● **Work order**
When a line in the entries below contains the word "flags", copy that line.

[Collected data entries]
----
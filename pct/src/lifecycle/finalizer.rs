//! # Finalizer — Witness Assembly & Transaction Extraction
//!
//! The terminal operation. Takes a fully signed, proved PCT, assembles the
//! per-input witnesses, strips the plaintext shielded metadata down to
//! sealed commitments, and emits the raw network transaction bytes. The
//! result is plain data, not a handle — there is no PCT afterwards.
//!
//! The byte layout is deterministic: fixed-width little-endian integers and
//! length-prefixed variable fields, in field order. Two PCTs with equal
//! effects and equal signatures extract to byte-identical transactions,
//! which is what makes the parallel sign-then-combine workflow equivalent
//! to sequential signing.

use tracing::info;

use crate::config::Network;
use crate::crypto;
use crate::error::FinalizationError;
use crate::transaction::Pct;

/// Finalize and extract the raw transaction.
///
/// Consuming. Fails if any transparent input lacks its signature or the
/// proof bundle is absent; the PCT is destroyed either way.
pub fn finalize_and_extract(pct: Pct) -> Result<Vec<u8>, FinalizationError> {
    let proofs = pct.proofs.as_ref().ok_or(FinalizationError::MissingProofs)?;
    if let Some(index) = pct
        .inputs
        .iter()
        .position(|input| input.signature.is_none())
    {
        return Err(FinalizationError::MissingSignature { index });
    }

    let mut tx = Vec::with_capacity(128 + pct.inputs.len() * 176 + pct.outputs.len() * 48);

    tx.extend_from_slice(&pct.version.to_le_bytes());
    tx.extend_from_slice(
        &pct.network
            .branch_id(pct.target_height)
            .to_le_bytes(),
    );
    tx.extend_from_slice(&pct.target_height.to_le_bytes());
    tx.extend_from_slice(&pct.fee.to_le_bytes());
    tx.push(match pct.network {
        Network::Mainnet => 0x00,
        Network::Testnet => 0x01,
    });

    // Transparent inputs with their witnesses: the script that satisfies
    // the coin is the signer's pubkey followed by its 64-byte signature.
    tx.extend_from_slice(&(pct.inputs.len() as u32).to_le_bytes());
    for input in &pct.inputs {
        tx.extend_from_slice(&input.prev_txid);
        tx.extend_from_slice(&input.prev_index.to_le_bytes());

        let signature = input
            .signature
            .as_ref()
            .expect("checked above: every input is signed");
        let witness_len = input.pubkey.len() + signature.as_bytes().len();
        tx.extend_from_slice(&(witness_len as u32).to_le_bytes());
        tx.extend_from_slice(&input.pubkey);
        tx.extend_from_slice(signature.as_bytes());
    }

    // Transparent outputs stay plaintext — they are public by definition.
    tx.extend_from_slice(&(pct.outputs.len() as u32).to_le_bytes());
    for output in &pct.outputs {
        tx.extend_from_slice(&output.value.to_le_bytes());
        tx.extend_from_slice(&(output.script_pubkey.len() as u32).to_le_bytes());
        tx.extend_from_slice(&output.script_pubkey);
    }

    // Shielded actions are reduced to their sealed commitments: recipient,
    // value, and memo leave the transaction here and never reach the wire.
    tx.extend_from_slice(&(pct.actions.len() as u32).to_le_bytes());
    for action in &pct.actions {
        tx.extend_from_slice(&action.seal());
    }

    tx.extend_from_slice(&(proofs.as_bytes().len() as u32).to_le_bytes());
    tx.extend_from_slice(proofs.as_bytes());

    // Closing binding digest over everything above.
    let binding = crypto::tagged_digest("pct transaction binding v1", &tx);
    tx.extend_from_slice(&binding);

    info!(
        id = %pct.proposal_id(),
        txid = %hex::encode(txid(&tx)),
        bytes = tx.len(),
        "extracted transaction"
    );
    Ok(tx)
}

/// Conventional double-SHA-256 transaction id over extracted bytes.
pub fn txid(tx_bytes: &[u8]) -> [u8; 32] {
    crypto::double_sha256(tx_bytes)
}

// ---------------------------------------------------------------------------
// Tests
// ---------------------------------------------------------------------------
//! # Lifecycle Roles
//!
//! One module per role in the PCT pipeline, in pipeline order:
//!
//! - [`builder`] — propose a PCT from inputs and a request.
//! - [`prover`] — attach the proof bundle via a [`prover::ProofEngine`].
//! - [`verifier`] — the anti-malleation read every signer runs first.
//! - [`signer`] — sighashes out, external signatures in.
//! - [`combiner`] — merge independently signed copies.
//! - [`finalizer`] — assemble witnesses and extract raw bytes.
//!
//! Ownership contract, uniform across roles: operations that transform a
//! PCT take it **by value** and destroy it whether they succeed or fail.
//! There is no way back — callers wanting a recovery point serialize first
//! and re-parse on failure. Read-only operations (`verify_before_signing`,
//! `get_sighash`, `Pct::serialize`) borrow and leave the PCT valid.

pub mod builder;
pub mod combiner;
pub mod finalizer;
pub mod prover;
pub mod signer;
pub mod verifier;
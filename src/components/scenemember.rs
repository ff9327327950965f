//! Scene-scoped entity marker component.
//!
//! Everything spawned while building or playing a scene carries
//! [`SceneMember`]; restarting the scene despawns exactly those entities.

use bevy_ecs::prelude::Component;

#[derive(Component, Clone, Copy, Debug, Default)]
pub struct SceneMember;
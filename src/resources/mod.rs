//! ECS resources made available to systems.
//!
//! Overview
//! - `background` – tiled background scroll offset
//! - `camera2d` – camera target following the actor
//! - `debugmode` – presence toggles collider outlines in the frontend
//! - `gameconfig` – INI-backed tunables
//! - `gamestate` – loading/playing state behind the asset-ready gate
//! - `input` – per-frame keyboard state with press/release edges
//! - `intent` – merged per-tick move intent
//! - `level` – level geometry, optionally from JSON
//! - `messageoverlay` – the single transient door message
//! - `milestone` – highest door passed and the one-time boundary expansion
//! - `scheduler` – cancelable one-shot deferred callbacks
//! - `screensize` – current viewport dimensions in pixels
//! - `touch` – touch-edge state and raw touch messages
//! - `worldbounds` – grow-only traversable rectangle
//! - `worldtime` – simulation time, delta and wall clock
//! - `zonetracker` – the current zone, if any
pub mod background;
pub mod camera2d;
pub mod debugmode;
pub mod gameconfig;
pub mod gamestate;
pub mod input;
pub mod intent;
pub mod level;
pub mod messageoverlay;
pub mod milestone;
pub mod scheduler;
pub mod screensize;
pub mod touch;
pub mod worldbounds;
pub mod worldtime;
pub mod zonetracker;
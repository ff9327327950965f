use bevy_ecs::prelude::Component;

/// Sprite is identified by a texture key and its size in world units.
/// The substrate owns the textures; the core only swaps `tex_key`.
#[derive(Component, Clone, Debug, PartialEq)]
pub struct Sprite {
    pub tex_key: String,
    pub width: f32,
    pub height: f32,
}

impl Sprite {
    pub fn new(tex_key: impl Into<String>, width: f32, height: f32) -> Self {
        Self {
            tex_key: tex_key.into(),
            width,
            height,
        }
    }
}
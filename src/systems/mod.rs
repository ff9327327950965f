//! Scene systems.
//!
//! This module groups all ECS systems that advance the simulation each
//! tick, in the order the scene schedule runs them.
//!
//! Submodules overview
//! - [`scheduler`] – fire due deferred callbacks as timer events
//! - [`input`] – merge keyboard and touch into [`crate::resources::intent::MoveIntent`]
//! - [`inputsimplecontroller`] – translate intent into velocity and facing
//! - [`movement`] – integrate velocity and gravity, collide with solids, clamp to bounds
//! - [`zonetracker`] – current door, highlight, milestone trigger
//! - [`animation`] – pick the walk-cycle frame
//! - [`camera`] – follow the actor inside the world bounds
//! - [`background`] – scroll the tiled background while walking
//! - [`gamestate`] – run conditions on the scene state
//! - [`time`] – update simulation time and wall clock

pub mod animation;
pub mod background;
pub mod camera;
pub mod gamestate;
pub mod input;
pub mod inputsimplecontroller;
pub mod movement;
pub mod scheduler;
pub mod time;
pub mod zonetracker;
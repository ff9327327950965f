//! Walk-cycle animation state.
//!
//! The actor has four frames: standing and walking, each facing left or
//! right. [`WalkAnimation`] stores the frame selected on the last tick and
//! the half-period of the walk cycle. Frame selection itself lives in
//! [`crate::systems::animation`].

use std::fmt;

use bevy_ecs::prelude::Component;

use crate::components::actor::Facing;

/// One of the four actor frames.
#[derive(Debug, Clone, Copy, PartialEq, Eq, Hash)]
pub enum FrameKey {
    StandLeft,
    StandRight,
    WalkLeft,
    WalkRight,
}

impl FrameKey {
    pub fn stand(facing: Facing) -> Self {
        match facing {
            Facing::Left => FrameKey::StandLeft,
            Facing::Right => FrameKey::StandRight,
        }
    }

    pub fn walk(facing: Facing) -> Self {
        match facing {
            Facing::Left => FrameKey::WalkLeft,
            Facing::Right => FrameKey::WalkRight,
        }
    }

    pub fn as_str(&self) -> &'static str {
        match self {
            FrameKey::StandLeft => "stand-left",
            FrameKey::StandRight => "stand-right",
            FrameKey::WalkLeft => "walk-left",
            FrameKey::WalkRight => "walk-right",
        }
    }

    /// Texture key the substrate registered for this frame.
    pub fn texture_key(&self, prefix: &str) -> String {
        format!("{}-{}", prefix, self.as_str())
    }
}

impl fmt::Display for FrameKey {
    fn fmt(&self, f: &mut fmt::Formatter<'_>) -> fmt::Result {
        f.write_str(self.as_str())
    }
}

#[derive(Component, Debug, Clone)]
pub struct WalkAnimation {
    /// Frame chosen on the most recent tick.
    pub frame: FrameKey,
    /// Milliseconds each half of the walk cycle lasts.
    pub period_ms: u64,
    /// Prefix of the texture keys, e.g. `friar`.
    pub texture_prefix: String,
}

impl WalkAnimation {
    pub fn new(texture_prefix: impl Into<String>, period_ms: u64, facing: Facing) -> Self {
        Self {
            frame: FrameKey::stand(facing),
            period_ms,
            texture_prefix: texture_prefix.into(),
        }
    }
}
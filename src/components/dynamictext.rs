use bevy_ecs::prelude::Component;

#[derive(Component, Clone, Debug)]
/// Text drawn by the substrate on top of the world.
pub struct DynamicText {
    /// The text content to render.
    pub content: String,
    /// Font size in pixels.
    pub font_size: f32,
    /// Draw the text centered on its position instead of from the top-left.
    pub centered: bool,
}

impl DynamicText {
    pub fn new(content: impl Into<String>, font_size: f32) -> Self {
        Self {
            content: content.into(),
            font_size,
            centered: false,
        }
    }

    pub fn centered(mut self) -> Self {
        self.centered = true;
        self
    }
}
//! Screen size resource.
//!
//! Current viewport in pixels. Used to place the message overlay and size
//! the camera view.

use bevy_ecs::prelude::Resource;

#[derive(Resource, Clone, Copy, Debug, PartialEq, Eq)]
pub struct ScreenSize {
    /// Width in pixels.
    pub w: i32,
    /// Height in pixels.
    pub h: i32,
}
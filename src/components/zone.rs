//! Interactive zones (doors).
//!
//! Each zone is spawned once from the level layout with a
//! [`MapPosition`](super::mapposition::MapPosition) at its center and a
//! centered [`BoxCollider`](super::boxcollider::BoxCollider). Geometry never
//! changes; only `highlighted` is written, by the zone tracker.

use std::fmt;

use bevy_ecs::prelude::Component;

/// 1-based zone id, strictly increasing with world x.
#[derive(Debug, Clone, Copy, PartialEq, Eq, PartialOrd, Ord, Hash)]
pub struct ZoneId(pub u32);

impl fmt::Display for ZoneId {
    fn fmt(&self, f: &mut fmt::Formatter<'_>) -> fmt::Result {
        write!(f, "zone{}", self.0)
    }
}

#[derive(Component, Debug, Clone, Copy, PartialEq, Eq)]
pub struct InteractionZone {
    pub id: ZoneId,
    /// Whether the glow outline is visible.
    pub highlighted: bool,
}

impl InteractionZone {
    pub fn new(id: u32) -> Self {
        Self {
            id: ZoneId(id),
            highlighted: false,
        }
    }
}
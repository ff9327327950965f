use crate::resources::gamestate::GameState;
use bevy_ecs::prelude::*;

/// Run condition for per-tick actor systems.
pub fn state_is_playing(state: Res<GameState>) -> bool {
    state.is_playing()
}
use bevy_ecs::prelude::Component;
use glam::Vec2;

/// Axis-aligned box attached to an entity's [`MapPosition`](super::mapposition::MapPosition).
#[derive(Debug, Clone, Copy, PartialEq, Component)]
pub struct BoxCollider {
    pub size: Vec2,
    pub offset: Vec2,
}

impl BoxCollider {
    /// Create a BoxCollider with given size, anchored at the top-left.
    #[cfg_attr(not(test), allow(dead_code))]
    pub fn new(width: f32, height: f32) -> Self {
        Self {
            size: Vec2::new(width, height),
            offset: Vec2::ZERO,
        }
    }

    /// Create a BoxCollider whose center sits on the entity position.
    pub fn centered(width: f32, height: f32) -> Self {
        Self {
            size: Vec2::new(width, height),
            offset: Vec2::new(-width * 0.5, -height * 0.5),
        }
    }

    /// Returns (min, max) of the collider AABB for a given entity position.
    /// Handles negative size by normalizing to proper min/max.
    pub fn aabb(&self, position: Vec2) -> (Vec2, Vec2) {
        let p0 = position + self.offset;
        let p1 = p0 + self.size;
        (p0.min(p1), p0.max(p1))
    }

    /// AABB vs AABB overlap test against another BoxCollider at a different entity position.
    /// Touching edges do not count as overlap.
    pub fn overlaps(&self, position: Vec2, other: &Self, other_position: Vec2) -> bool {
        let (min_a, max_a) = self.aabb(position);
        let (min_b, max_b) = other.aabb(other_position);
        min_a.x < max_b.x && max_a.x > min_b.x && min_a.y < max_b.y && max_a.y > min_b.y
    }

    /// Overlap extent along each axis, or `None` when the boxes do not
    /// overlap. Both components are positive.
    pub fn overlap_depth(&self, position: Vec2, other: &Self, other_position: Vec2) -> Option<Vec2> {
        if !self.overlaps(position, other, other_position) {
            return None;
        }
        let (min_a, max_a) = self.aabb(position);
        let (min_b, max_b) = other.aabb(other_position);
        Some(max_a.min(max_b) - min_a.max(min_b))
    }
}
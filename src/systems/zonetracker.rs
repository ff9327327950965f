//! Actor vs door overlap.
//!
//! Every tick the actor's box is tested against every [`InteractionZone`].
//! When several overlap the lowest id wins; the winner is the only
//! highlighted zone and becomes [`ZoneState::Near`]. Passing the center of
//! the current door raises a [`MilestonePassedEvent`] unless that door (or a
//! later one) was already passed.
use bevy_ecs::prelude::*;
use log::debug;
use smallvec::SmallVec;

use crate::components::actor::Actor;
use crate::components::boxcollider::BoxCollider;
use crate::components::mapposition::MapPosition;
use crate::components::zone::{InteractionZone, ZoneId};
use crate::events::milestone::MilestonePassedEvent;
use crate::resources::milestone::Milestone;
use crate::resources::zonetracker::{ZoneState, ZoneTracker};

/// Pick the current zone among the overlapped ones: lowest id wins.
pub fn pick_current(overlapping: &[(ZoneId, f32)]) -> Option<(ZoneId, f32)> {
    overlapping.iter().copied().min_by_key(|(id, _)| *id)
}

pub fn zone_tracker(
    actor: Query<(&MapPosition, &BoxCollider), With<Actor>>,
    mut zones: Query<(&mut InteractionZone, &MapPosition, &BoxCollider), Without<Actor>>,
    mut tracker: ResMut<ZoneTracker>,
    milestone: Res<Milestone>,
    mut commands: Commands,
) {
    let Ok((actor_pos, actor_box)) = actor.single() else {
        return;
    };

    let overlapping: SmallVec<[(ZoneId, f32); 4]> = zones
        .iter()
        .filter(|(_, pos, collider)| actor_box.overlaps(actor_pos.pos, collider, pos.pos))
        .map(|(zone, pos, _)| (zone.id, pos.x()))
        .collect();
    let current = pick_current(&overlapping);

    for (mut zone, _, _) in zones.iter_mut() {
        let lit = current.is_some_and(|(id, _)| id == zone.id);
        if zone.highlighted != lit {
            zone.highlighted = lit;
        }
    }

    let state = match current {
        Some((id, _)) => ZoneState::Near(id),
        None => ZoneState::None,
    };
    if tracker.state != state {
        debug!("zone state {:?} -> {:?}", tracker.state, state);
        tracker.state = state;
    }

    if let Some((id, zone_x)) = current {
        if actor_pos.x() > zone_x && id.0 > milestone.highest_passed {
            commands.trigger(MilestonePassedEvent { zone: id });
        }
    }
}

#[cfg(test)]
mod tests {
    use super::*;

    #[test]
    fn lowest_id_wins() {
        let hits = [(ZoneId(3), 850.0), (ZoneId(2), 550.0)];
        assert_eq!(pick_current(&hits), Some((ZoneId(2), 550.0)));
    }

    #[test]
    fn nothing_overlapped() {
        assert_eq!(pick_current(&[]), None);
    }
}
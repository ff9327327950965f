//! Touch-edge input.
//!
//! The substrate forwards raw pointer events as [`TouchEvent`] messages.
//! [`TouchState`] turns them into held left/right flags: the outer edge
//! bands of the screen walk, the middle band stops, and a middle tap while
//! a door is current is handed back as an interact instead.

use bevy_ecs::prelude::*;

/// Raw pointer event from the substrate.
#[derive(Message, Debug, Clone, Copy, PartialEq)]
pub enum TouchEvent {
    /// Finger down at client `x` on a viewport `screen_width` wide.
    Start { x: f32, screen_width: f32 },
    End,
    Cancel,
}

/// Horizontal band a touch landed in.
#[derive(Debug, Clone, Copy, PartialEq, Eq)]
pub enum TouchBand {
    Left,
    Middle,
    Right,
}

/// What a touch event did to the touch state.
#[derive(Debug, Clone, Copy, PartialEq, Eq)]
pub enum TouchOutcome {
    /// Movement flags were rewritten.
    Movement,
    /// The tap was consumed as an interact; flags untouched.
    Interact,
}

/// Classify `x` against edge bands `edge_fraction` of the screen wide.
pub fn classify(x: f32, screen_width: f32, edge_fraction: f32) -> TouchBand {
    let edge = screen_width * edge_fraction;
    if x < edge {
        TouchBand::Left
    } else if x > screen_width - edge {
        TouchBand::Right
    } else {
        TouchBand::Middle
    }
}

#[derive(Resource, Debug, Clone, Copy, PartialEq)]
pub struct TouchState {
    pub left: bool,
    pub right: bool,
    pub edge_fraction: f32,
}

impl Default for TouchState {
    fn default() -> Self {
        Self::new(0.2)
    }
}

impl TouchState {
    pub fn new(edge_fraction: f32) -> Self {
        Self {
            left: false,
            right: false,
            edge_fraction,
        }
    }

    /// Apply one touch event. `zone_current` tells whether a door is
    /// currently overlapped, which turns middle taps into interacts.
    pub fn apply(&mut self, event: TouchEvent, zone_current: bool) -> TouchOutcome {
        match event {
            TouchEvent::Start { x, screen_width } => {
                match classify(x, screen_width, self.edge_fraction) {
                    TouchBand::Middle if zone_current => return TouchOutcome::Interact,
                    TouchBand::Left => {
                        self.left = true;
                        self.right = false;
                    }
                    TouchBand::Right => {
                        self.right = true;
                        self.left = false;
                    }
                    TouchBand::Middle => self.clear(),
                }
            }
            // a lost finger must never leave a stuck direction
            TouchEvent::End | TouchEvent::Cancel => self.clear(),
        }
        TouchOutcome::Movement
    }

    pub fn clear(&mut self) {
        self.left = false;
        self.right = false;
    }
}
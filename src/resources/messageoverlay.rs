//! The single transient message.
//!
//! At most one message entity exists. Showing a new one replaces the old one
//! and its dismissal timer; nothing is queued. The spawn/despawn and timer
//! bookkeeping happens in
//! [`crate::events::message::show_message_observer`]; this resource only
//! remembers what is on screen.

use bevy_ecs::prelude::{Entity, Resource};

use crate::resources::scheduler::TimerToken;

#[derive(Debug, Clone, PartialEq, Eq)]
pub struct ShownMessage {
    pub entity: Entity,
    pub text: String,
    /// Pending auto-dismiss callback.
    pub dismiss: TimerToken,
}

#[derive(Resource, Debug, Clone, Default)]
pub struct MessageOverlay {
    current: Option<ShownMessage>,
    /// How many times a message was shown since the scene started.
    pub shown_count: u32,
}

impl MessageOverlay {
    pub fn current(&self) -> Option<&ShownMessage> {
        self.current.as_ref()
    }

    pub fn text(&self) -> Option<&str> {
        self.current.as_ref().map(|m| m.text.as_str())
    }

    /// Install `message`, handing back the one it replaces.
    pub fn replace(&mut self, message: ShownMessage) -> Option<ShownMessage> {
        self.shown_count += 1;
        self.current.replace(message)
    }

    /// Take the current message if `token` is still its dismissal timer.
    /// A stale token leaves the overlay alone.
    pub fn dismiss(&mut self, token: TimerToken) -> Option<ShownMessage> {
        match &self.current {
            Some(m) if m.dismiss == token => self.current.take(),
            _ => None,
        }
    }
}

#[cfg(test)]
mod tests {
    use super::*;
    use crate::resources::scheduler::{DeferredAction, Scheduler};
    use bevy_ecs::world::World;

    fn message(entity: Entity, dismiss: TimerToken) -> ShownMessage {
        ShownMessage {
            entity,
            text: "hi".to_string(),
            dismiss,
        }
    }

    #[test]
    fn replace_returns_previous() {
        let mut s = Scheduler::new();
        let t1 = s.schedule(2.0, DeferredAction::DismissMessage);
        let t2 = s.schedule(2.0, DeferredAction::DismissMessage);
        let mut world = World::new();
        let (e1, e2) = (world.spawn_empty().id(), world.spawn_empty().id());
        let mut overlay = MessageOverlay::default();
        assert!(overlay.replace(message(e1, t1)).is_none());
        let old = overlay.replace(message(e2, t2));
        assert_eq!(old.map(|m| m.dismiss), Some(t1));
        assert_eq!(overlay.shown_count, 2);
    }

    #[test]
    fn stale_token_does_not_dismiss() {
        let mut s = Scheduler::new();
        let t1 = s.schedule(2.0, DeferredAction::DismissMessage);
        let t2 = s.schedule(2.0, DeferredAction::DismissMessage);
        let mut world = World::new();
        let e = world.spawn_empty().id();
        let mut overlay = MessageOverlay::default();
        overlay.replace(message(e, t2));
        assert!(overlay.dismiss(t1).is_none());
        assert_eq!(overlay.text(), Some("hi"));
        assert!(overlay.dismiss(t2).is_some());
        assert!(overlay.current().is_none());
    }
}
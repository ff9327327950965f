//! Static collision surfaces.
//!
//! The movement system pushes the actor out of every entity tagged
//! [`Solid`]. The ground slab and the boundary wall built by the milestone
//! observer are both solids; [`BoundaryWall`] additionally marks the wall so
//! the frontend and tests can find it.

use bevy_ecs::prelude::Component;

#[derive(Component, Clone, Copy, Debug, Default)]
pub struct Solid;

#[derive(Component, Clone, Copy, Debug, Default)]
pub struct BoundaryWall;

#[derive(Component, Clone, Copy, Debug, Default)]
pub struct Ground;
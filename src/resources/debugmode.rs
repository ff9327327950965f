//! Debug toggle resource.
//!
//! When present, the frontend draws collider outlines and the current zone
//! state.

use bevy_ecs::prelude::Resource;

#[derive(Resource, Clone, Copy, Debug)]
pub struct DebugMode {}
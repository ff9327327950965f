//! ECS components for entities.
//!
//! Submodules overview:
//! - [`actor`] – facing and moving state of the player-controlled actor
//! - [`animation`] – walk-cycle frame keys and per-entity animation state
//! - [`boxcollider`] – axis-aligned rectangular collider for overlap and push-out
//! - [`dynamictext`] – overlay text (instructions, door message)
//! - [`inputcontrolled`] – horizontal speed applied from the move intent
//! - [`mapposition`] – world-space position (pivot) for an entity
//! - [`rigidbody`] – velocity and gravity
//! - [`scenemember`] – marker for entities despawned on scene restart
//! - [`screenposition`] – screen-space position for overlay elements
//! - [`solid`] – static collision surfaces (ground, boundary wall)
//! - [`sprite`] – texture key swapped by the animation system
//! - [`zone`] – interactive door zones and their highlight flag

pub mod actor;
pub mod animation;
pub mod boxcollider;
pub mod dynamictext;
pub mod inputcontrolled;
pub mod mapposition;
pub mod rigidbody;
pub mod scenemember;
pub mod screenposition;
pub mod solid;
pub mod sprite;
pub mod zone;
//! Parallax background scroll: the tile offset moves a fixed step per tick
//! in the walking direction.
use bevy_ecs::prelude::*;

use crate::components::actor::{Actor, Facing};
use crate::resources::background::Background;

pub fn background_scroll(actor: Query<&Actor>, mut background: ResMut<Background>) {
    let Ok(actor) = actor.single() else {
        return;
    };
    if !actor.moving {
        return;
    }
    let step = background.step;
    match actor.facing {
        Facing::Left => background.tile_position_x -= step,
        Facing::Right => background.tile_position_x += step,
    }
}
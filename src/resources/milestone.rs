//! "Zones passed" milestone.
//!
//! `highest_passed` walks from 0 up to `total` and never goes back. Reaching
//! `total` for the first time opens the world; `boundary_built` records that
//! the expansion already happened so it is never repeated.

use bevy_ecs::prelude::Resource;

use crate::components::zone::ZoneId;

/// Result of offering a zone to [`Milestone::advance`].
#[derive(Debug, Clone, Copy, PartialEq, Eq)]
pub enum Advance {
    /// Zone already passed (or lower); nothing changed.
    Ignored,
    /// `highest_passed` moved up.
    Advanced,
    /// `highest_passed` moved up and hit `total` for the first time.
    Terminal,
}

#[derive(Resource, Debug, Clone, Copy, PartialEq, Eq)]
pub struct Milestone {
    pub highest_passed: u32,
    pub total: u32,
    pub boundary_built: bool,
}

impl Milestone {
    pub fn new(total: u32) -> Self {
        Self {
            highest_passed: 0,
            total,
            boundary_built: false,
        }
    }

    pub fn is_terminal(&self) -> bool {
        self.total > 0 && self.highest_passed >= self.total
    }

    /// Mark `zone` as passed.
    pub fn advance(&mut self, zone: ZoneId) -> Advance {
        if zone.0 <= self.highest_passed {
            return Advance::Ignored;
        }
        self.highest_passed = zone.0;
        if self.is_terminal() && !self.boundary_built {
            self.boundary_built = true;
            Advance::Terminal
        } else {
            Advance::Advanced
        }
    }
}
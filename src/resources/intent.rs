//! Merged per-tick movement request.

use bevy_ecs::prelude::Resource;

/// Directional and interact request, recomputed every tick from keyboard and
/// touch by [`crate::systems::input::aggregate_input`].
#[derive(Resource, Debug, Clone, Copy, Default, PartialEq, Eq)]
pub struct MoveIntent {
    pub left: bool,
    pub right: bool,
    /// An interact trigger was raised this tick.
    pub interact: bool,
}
----
● **Solution to the problem**
//! [`TouchState`] turns them into held left/right flags: the outer edge
    /// Movement flags were rewritten.
    /// The tap was consumed as an interact; flags untouched.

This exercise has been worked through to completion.